(Stored data)
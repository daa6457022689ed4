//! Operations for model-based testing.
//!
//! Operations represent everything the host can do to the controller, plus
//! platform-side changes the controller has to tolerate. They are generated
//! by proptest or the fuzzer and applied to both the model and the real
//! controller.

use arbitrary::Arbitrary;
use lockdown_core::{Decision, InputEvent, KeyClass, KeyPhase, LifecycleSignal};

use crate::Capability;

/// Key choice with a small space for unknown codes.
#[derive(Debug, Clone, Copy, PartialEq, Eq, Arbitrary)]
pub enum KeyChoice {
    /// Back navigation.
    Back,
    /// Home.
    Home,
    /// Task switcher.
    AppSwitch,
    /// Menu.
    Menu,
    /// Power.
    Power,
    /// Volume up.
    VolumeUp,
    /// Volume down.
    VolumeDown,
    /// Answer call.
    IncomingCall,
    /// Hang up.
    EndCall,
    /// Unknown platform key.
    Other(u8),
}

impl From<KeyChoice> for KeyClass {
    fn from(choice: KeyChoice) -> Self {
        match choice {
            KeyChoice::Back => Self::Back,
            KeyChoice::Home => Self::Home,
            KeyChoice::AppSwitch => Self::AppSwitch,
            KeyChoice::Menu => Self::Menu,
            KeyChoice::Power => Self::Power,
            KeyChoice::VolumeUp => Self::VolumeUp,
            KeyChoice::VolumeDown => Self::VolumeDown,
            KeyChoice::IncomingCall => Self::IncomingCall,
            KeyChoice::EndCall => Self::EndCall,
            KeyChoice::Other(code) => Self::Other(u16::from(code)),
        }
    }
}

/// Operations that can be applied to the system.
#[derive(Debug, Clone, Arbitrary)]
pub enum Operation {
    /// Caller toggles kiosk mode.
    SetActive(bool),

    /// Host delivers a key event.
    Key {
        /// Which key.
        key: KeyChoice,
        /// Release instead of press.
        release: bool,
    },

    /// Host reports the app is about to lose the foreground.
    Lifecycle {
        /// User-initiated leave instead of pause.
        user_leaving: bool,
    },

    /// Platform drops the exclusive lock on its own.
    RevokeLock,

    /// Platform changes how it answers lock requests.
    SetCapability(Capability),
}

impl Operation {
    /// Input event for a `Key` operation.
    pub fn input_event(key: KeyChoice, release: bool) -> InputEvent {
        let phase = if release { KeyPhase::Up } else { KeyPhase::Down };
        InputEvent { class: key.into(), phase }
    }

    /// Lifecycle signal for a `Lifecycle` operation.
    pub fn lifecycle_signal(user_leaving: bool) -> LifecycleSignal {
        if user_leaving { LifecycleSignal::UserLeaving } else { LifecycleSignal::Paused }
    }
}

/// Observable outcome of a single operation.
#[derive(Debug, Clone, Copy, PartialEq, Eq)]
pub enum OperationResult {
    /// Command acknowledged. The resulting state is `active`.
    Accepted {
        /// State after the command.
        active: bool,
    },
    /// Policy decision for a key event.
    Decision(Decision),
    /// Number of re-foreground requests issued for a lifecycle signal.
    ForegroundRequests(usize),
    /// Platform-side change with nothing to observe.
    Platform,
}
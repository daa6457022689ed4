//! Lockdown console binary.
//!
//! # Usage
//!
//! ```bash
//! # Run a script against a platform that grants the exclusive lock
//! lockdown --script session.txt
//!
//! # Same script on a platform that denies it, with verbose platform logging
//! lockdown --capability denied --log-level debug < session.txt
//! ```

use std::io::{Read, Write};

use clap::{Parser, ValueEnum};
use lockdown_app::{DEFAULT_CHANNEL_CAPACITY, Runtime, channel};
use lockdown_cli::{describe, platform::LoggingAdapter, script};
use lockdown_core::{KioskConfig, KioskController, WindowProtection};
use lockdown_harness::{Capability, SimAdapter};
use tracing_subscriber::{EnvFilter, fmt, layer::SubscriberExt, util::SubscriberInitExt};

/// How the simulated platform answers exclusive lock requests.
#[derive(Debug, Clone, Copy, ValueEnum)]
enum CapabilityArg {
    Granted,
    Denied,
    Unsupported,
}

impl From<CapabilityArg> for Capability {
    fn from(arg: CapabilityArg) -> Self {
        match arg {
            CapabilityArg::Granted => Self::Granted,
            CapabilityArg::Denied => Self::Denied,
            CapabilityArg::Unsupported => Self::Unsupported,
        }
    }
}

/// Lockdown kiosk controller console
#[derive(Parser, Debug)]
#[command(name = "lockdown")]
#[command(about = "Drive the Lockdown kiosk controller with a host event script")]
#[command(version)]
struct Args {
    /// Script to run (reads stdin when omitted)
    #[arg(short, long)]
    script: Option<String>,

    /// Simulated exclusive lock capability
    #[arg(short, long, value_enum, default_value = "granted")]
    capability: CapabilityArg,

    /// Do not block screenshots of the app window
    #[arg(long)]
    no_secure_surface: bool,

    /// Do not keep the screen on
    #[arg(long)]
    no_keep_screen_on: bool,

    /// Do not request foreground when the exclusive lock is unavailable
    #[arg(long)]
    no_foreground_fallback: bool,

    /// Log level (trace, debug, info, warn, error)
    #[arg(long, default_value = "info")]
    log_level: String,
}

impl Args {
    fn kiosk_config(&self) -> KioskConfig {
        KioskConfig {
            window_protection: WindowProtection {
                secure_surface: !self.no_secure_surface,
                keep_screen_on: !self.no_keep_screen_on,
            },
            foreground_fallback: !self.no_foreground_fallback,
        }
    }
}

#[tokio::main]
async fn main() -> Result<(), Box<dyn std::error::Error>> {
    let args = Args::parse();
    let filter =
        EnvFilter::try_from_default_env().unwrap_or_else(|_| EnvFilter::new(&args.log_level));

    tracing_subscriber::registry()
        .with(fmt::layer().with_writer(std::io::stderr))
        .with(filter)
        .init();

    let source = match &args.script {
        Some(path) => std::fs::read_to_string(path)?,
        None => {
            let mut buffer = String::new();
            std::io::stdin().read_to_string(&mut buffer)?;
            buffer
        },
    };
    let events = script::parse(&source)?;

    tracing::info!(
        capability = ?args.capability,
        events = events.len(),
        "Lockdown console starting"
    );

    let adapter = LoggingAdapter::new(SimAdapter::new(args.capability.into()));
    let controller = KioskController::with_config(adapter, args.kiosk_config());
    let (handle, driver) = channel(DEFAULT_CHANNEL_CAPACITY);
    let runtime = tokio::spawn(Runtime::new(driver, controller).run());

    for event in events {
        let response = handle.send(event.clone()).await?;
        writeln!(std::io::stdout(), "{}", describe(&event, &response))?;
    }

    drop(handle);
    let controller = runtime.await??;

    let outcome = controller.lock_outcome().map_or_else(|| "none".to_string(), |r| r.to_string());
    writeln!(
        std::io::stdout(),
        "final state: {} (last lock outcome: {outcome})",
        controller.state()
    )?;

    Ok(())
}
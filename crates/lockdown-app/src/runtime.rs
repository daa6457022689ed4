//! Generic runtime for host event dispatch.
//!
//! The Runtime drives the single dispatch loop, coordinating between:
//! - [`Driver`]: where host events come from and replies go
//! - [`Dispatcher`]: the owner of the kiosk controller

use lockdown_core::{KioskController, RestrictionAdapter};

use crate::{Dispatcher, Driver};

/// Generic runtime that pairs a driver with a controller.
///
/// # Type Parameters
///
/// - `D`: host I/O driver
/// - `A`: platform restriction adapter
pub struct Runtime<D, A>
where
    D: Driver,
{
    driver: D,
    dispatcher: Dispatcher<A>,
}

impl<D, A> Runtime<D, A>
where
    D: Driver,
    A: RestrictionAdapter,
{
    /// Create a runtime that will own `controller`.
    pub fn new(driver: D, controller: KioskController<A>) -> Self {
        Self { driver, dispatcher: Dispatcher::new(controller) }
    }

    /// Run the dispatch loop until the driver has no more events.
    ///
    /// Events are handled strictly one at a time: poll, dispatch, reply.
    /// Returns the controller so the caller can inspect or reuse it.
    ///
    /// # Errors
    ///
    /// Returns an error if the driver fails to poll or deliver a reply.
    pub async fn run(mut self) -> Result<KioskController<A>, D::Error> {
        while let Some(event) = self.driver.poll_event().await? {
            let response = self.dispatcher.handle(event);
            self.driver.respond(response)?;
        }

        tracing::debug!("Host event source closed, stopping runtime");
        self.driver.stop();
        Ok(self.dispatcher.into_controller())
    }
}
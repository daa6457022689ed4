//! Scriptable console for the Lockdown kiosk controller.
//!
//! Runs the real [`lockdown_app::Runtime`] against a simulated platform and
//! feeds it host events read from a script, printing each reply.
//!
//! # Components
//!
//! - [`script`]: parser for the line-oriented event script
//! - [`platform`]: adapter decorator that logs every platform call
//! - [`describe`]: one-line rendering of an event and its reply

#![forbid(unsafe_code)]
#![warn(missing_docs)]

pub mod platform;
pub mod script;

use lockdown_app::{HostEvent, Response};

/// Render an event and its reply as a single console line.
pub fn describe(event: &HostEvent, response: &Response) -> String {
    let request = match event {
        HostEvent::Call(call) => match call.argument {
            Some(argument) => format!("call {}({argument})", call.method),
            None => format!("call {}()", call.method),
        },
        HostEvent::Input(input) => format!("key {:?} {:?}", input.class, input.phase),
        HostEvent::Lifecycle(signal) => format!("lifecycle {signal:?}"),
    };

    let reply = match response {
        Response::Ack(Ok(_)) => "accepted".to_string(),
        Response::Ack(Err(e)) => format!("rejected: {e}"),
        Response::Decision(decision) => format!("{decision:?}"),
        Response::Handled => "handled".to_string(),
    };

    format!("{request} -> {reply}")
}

---

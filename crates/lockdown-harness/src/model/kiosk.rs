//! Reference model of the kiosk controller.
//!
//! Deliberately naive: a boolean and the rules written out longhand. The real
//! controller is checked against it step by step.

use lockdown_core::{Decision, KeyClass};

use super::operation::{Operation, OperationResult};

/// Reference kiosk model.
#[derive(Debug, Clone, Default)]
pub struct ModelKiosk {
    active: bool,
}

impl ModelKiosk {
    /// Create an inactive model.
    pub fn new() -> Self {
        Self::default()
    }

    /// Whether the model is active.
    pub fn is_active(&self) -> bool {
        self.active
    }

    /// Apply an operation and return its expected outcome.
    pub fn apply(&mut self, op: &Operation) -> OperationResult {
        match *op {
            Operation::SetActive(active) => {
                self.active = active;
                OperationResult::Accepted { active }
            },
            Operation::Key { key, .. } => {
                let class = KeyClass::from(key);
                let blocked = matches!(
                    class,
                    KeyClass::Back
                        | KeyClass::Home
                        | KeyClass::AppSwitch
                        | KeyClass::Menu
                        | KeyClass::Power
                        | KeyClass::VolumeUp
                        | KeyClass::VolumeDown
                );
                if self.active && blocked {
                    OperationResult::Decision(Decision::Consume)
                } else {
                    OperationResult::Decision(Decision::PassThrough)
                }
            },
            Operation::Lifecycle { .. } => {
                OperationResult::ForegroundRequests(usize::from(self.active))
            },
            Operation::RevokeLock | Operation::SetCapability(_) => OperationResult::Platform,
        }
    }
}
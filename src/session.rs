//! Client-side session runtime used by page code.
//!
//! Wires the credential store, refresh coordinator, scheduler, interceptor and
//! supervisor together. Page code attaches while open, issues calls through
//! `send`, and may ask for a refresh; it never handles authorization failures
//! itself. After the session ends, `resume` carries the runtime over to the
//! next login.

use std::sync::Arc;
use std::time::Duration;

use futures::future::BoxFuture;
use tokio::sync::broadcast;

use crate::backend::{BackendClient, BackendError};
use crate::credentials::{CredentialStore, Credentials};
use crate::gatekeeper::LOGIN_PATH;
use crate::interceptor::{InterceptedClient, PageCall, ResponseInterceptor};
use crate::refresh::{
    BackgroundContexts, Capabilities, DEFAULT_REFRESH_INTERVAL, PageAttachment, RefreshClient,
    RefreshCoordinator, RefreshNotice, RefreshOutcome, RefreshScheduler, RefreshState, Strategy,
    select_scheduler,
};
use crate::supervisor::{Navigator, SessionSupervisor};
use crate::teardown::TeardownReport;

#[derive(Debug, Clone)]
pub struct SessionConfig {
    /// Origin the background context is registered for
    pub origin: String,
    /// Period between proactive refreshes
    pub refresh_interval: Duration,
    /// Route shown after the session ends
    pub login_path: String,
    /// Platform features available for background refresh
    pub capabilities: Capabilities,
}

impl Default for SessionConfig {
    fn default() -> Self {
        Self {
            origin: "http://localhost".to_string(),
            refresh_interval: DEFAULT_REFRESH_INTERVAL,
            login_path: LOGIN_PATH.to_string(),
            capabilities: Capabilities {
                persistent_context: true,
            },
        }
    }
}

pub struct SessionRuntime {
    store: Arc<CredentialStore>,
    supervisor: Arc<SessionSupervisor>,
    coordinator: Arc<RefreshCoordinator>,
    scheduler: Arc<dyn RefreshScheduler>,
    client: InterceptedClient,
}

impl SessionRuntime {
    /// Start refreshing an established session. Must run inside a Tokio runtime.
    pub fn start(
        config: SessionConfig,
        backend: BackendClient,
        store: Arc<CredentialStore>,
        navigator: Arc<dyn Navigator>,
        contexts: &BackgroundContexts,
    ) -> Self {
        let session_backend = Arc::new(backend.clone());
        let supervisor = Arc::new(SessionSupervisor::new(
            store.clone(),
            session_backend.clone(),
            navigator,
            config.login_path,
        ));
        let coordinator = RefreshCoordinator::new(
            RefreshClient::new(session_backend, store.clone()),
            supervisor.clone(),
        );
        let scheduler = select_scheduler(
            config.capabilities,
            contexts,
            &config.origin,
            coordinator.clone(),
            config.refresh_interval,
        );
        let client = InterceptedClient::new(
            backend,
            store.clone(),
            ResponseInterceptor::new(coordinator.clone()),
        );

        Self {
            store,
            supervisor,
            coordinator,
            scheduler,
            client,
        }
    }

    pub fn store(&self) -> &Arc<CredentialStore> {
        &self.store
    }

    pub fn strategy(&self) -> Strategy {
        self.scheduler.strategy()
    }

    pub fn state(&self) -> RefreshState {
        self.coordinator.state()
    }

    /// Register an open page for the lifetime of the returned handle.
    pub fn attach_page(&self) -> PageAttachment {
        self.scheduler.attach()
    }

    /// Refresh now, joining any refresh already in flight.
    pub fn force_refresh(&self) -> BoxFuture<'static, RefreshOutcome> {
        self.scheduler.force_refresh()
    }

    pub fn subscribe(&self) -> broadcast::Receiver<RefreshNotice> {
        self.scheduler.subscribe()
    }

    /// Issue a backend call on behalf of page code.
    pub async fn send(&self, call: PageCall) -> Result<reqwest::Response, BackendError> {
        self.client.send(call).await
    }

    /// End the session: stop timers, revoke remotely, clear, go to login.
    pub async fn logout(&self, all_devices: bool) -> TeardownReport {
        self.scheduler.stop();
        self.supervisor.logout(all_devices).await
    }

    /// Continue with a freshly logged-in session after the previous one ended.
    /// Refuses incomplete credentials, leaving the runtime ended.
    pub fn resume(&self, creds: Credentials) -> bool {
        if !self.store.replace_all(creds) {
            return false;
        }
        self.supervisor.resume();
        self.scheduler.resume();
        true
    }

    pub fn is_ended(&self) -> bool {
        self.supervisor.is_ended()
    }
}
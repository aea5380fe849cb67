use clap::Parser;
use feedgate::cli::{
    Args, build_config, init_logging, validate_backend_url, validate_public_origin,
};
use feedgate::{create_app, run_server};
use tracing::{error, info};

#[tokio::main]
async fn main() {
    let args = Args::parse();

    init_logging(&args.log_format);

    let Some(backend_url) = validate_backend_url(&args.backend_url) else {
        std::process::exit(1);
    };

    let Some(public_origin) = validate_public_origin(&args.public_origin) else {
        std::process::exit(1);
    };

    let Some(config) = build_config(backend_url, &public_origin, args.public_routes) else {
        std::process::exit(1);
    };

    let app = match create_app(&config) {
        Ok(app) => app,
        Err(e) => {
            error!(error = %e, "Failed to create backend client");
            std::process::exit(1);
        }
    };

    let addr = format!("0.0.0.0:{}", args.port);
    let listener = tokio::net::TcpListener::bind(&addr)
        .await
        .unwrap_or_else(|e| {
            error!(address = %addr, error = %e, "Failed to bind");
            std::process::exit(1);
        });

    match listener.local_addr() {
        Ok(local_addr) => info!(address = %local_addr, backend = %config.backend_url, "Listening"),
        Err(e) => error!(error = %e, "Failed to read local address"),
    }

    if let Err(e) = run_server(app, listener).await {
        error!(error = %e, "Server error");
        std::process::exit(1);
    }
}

**PROBLEM DETAILS:** Which lines in the records above include the word "PageAttachment"? Copy them out.

**TASK RESULT:**
    BackgroundContexts, Capabilities, DEFAULT_REFRESH_INTERVAL, PageAttachment, RefreshClient,
    pub fn attach_page(&self) -> PageAttachment {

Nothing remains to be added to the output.